Le lauréat de la distinction Nansen pour les réfugiés, Sir Christopher Chataway, qui a réalisé une course mémorable lors des Jeux Olympiques d'Helsinki en 1952, parle de son rôle dans l'organisation de l'Année mondiale du réfugié.
29 Mai 2013
Sir Christopher Chataway tient la médaille Nansen qu'il a remportée pour son rôle dans l'organisation de l'Année mondiale pour les réfugiés.

LONDRES, Royaume-Uni, 29 mai (HCR) - Sir Christopher Chataway a attiré l'attention du monde entier pour la première fois en 1952 lors des Jeux Olympiques d'Helsinki, lorsqu'il a fait une chute dans le dernier tour du final du 5 000 mètres alors qu'il disputait le premier titre avec le légendaire coureur tchèque, Emil Zátopek. Deux ans plus tard, Sir Chris a remporté le record du monde du 5 000 mètres en battant de peu le coureur soviétique Vladimir Kuts au White City stadium de Londres. A la fin des années 1950, il a débuté une carrière politique après un rapide passage dans le monde des médias. En 1958, il a été élu député à la Chambre des communes en tant que membre du Parti conservateur et a contribué au lancement de l'initiative qui a remporté un succès phénoménal et qui est devenue l'Année mondiale du réfugié. Lancée en juillet 1959 pour une période s'étendant jusqu'au 30 juin de l'année suivante, cette initiative pilotée par les Britanniques a renforcé la sensibilisation à la cause des réfugiés à travers tous les continents, a conduit à des solutions pour nombre d'entre eux en Europe et en Asie et a permis la collecte de l'équivalent en valeur actuelle de plus de 600 millions de dollars. Les gouvernements du Royaume-Uni et de beaucoup d'autres pays ont soutenu l'initiative, mais le monde communiste l'a ignorée. L'agence des Nations Unies pour les réfugiés a également joué un rôle central et la campagne a contribué à renforcer son rôle. La plus grande partie du travail a toutefois été réalisée par les organisations non-gouvernementales, laïques ou religieuses. Les évènements ont été nombreux et variés et de nombreuses célébrités y ont contribué. Sir Chris et trois autres Britanniques se sont vu attribuer la distinction Nansen pour les réfugiés en 1960 pour leur rôle essentiel dans le lancement de l'Année mondiale pour les réfugiés. Sir Chris a ensuite poursuivi une brillante carrière politique, notamment au poste de ministre des Postes et Télécommunications et ministre de l'Industrie du Royaume-Uni. Il a quitté la politique en 1974 pour se lancer dans les affaires, mais a conservé un intérêt pour les questions humanitaires en tant que membre du conseil d'administration d'ActionAid, une organisation qui lutte contre la pauvreté et l'injustice. Sir Chris s'est récemment entretenu à son domicile londonien avec Leo Dobbs, éditeur du site Internet du HCR. Extraits de l'entretien :

Où et quand est née l'idée de l'Année mondiale pour les réfugiés ?

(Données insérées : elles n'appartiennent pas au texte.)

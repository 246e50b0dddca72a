//! Game logic and rendering of [`Breakout`].
use rand::{rngs::StdRng, Rng, SeedableRng};

/// Width of a rendered frame.
pub const WIDTH: usize = 160;

/// Height of a rendered frame.
pub const HEIGHT: usize = 210;

const WALL_TOP: f32 = 32.0;
const WALL_LEFT: f32 = 8.0;
const WALL_RIGHT: f32 = 152.0;
const WALL_BOTTOM: usize = 196;

const BRICK_TOP: f32 = 57.0;
const BRICK_ROWS: usize = 6;
const BRICK_COLS: usize = 18;
const BRICK_W: f32 = 8.0;
const BRICK_H: f32 = 6.0;
const ROW_REWARDS: [u32; BRICK_ROWS] = [7, 7, 4, 4, 1, 1];
const ROW_COLORS: [[u8; 3]; BRICK_ROWS] = [
    [200, 72, 72],
    [198, 108, 58],
    [180, 122, 48],
    [162, 162, 42],
    [72, 160, 72],
    [66, 72, 200],
];

const PADDLE_Y: f32 = 189.0;
const PADDLE_W: f32 = 16.0;
const PADDLE_H: f32 = 4.0;
const PADDLE_SPEED: f32 = 3.0;

const BALL_W: f32 = 2.0;
const BALL_H: f32 = 4.0;
const BALL_SERVE_Y: f32 = 100.0;
const BALL_SPEED_Y: f32 = 2.0;
const BALL_MAX_SPEED_X: f32 = 2.0;
const BALL_MIN_SPEED_X: f32 = 0.5;

const N_LIVES: usize = 5;

const WALL_COLOR: [u8; 3] = [142, 142, 142];
const PADDLE_COLOR: [u8; 3] = [200, 72, 72];

/// Actions of [`Breakout`].
#[derive(Debug, Clone, Copy, PartialEq, Eq)]
pub enum BreakoutAction {
    /// Do nothing.
    Noop = 0,

    /// Serve the ball if it is not in play.
    Fire = 1,

    /// Move the paddle to the right.
    Right = 2,

    /// Move the paddle to the left.
    Left = 3,
}

impl BreakoutAction {
    /// The number of actions.
    pub const COUNT: usize = 4;

    /// Returns the action of the given index.
    pub fn from_index(ix: usize) -> Option<Self> {
        match ix {
            0 => Some(Self::Noop),
            1 => Some(Self::Fire),
            2 => Some(Self::Right),
            3 => Some(Self::Left),
            _ => None,
        }
    }
}

#[derive(Debug, Clone, Copy, PartialEq)]
struct Ball {
    x: f32,
    y: f32,
    vx: f32,
    vy: f32,
}

/// A brick-breaking game advanced one frame per action.
///
/// Breaking a brick gives 1, 4 or 7 points depending on its row. A new wall of
/// bricks appears when the last one is broken. Missing the ball costs a life and
/// the ball stays out of play until the next [`BreakoutAction::Fire`].
pub struct Breakout {
    bricks: [[bool; BRICK_COLS]; BRICK_ROWS],
    paddle_x: f32,
    ball: Option<Ball>,
    lives: usize,
    score: u32,
    rng: StdRng,
}

impl Breakout {
    /// Starts a new game.
    pub fn new(seed: u64) -> Self {
        let mut game = Self {
            bricks: [[true; BRICK_COLS]; BRICK_ROWS],
            paddle_x: 0.0,
            ball: None,
            lives: N_LIVES,
            score: 0,
            rng: StdRng::seed_from_u64(seed),
        };
        game.reset();
        game
    }

    /// Reseeds the random number generator used for serving the ball.
    pub fn reseed(&mut self, seed: u64) {
        self.rng = StdRng::seed_from_u64(seed);
    }

    /// Starts a new game with the current random number generator.
    pub fn reset(&mut self) {
        self.bricks = [[true; BRICK_COLS]; BRICK_ROWS];
        self.paddle_x = WALL_LEFT + (WALL_RIGHT - WALL_LEFT - PADDLE_W) / 2.0;
        self.ball = None;
        self.lives = N_LIVES;
        self.score = 0;
    }

    /// Returns the remaining lives.
    pub fn lives(&self) -> usize {
        self.lives
    }

    /// Returns `true` if no life remains.
    pub fn is_game_over(&self) -> bool {
        self.lives == 0
    }

    /// Returns the total score of the game.
    pub fn score(&self) -> u32 {
        self.score
    }

    /// Returns the number of remaining bricks.
    pub fn n_bricks(&self) -> usize {
        self.bricks.iter().flatten().filter(|&&b| b).count()
    }

    /// Returns the top-left corner of the ball, if it is in play.
    pub fn ball_position(&self) -> Option<(f32, f32)> {
        self.ball.map(|b| (b.x, b.y))
    }

    /// Returns the left edge of the paddle.
    pub fn paddle_x(&self) -> f32 {
        self.paddle_x
    }

    /// Advances the game by one frame and returns the points scored.
    pub fn act(&mut self, action: BreakoutAction) -> u32 {
        if self.is_game_over() {
            return 0;
        }

        match action {
            BreakoutAction::Noop => {}
            BreakoutAction::Fire => self.serve(),
            BreakoutAction::Right => self.move_paddle(PADDLE_SPEED),
            BreakoutAction::Left => self.move_paddle(-PADDLE_SPEED),
        }

        let reward = self.move_ball();
        self.score += reward;
        reward
    }

    fn move_paddle(&mut self, dx: f32) {
        self.paddle_x = (self.paddle_x + dx).clamp(WALL_LEFT, WALL_RIGHT - PADDLE_W);
    }

    fn serve(&mut self) {
        if self.ball.is_some() {
            return;
        }

        let x = self.rng.gen_range(WALL_LEFT + 8.0..WALL_RIGHT - 8.0);
        let speed = self.rng.gen_range(BALL_MIN_SPEED_X..1.5);
        let vx = if self.rng.gen::<bool>() { speed } else { -speed };
        self.ball = Some(Ball {
            x,
            y: BALL_SERVE_Y,
            vx,
            vy: BALL_SPEED_Y,
        });
    }

    fn brick_at(&self, x: f32, y: f32) -> Option<(usize, usize)> {
        if x < WALL_LEFT || x >= WALL_RIGHT || y < BRICK_TOP {
            return None;
        }

        let row = ((y - BRICK_TOP) / BRICK_H) as usize;
        let col = ((x - WALL_LEFT) / BRICK_W) as usize;
        if row < BRICK_ROWS && col < BRICK_COLS && self.bricks[row][col] {
            Some((row, col))
        } else {
            None
        }
    }

    fn move_ball(&mut self) -> u32 {
        let mut ball = match self.ball.take() {
            Some(ball) => ball,
            None => return 0,
        };
        let mut reward = 0;

        ball.x += ball.vx;
        ball.y += ball.vy;

        // Walls
        if ball.x < WALL_LEFT {
            ball.x = 2.0 * WALL_LEFT - ball.x;
            ball.vx = -ball.vx;
        }
        if ball.x + BALL_W > WALL_RIGHT {
            ball.x = 2.0 * (WALL_RIGHT - BALL_W) - ball.x;
            ball.vx = -ball.vx;
        }
        if ball.y < WALL_TOP {
            ball.y = 2.0 * WALL_TOP - ball.y;
            ball.vy = -ball.vy;
        }

        // Bricks, checked at the leading edge of the ball
        let edge_y = if ball.vy < 0.0 { ball.y } else { ball.y + BALL_H };
        if let Some((row, col)) = self.brick_at(ball.x + BALL_W / 2.0, edge_y) {
            self.bricks[row][col] = false;
            reward += ROW_REWARDS[row];
            ball.vy = -ball.vy;
            if self.n_bricks() == 0 {
                self.bricks = [[true; BRICK_COLS]; BRICK_ROWS];
            }
        }

        // Paddle
        let hits_paddle = ball.vy > 0.0
            && ball.y + BALL_H >= PADDLE_Y
            && ball.y <= PADDLE_Y + PADDLE_H
            && ball.x + BALL_W >= self.paddle_x
            && ball.x <= self.paddle_x + PADDLE_W;
        if hits_paddle {
            let offset = (ball.x + BALL_W / 2.0 - self.paddle_x - PADDLE_W / 2.0) / (PADDLE_W / 2.0);
            let vx = (offset * BALL_MAX_SPEED_X).clamp(-BALL_MAX_SPEED_X, BALL_MAX_SPEED_X);
            ball.vx = if vx.abs() >= BALL_MIN_SPEED_X {
                vx
            } else if ball.vx < 0.0 {
                -BALL_MIN_SPEED_X
            } else {
                BALL_MIN_SPEED_X
            };
            ball.y = PADDLE_Y - BALL_H;
            ball.vy = -ball.vy.abs();
        }

        if ball.y > HEIGHT as f32 {
            self.lives -= 1;
        } else {
            self.ball = Some(ball);
        }

        reward
    }

    /// Renders the current frame into `buf` as packed RGB of `WIDTH * HEIGHT * 3` bytes.
    pub fn render_rgb24(&self, buf: &mut [u8]) {
        buf.iter_mut().for_each(|p| *p = 0);

        fill_rect(buf, 0, WALL_TOP as usize - 8, WIDTH, WALL_TOP as usize, WALL_COLOR);
        fill_rect(buf, 0, WALL_TOP as usize, WALL_LEFT as usize, WALL_BOTTOM, WALL_COLOR);
        fill_rect(buf, WALL_RIGHT as usize, WALL_TOP as usize, WIDTH, WALL_BOTTOM, WALL_COLOR);

        for (row, bricks) in self.bricks.iter().enumerate() {
            let y0 = (BRICK_TOP + row as f32 * BRICK_H) as usize;
            for (col, _) in bricks.iter().enumerate().filter(|(_, b)| **b) {
                let x0 = (WALL_LEFT + col as f32 * BRICK_W) as usize;
                fill_rect(
                    buf,
                    x0,
                    y0,
                    x0 + BRICK_W as usize,
                    y0 + BRICK_H as usize,
                    ROW_COLORS[row],
                );
            }
        }

        let x0 = self.paddle_x as usize;
        let y0 = PADDLE_Y as usize;
        fill_rect(
            buf,
            x0,
            y0,
            x0 + PADDLE_W as usize,
            y0 + PADDLE_H as usize,
            PADDLE_COLOR,
        );

        if let Some(ball) = &self.ball {
            let x0 = ball.x.max(0.0) as usize;
            let y0 = ball.y.max(0.0) as usize;
            fill_rect(
                buf,
                x0,
                y0,
                x0 + BALL_W as usize,
                y0 + BALL_H as usize,
                PADDLE_COLOR,
            );
        }
    }
}

fn fill_rect(buf: &mut [u8], x0: usize, y0: usize, x1: usize, y1: usize, color: [u8; 3]) {
    for y in y0..y1.min(HEIGHT) {
        for x in x0..x1.min(WIDTH) {
            let i = (y * WIDTH + x) * 3;
            buf[i..i + 3].copy_from_slice(&color);
        }
    }
}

L'idée est venue de Tim Raison, qui était un ami et qui, comme moi, voulait être député à la Chambre des communes en tant que membre du Parti conservateur. [L'ancien ministre Raison est décédé en 2011.] A cette époque, il était rédacteur en chef de Crossbow, le journal du groupe Bow - une organisation de jeunes conservateurs. Il a partagé cette idée avec moi et je l'ai trouvée formidable. Avec lui et deux autres journalistes, Trevor Philpott et Colin Jones, nous avons écrit un article [dans l'édition du printemps 1958 de Crossbow, intitulé « Un plan pour sauver les réfugiés »], qui a marqué le commencement du projet. La Seconde Guerre mondiale était terminée depuis 15 ans et la population s'était habituée au fait qu'il y avait des centaines de milliers de réfugiés, la plupart vivant dans des conditions misérables. On avait constaté que très peu d'actions étaient menées pour eux. Nous avons pensé qu'il existait une possibilité de galvaniser l'intérêt dans le monde entier, en s'appuyant en particulier sur l'idéalisme des jeunes parce que les plus âgés, qui avaient connu la guerre, avaient peut-être tendance à hausser les épaules en disant : « Eh bien, quel dommage ».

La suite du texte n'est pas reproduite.